Shifting Tides: Second-Wave Payments Orchestration
International enterprises’ need to optimize the complex payments infrastructures they have constructed over the past 19 months is giving rise to a so-called “second wave” of payments orchestration, one that is characterized by an increased focus on efficiency and transparency. International enterprises entering their second wave of payments orchestration are less concerned with adding capabilities to their payment stacks and are more invested in optimizing the payments operations they already have in place.
Payments orchestration can help international marketplaces and platforms reduce operating costs and maximize profits in several key ways, with enabling enhanced know your customer (KYC) and compliance capabilities being among the most important. Platforms that operate in multiple markets must achieve compliance in each one, and the ways in which they collect and handle users’ data can be highly restricted in certain instances. Ensuring that data is managed in accordance with local regulations can be prohibitively expensive, however.
Third-party payment orchestration providers can mitigate these substantial data management costs via tokenization, which allows them to remove sensitive user details and replace them with unique tokens that can be used to complete platform transactions. Many PSPs offer some form of tokenization, but their tokens generally can be used only with their own payment services. Payment orchestration providers’ tokens go one step further, providing their end users a greater degree of flexibility and enabling use across myriad payment gateways.
Tokenization is not the only way in which payments orchestration can help enterprises ease compliance frictions, either. Payments orchestration solutions that leverage APIs can also provide businesses with the flexibility that they need to add and remove new payments capabilities from their payments stacks without making fundamental changes to their core IT infrastructures. This not only allows enterprises to roll out new payments products and services faster and at a lower cost than would be needed to alter their IT infrastructures, but it also enables them to manage their continually evolving payment stacks through a single user interface.
Payment orchestration layers that third-party providers offer can even be added to enterprises’ overarching enterprise resource planning (ERP) software and used to look under the hood of their payment operations as if it were a single, well-oiled machine. Such a layer centralizes the control of an enterprise’s entire payments ecosystem into a single command hub, giving decision-makers a real-time, 360-degree overview of their payment flows. Enterprises can thereby track and manage their payments operations without having to spend excess time navigating a sea of interconnected payment gateways.
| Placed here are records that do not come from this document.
#![doc = include_str!("../README.md")]
#![doc(issue_tracker_base_url = "https://github.com/bacen-insights/bacen-insights/issues/")]
#![cfg_attr(docsrs, feature(doc_auto_cfg))]
#![warn(missing_docs)]
#![forbid(unsafe_code)]

//! BACEN regulatory report analytics.
//!
//! This crate ties the workspace together: it re-exports the core types,
//! the snapshot stores and the query-time aggregation surface, and provides
//! an [`EtlPipeline`] running the whole transformation chain from raw
//! quarterly dumps to a persisted [`Snapshot`].
//!
//! # Features
//!
//! - `store-sqlite` - persistent SQLite snapshot store (default)
//!
//! # Example
//!
//! ```rust,ignore
//! use bacen::{EtlPipeline, InstitutionRegistry, SqliteStore};
//!
//! #[tokio::main]
//! async fn main() -> bacen::Result<()> {
//!     let registry = InstitutionRegistry::from_json_str(&institutions_json)?;
//!     let store = SqliteStore::new("bacen_data.db")?;
//!
//!     let pipeline = EtlPipeline::new();
//!     let snapshot = pipeline.run_and_store(&raw_rows, &registry, &store).await?;
//!     println!("{} ledger rows", snapshot.ledger.len());
//!
//!     Ok(())
//! }
//! ```

// Core types and traits
pub use bacen_core::*;

// Snapshot stores
pub use bacen_store::MemoryStore;
#[cfg(feature = "store-sqlite")]
pub use bacen_store::SqliteStore;

// Query surface
pub use bacen_query::{
    ShareMatrix, SharePoint, TimeSeriesPoint, WaterfallAggregate, aggregate, compose_shares,
    market_share_points, modality_share_points, portfolio_points, time_series,
    time_series_projected,
};

mod pipeline;
pub use pipeline::EtlPipeline;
The flexibility this payments orchestration provides not only ensures that platforms can easily add and remove capabilities from their payment stacks but also safely transact within and across countless international markets, each with radically different and constantly changing regulatory standards. Payments orchestration thereby stands out as one of the more notable ways in which international platforms and marketplaces could reduce their cross-border costs, future-proof their payments operations and help them scale for long-term growth.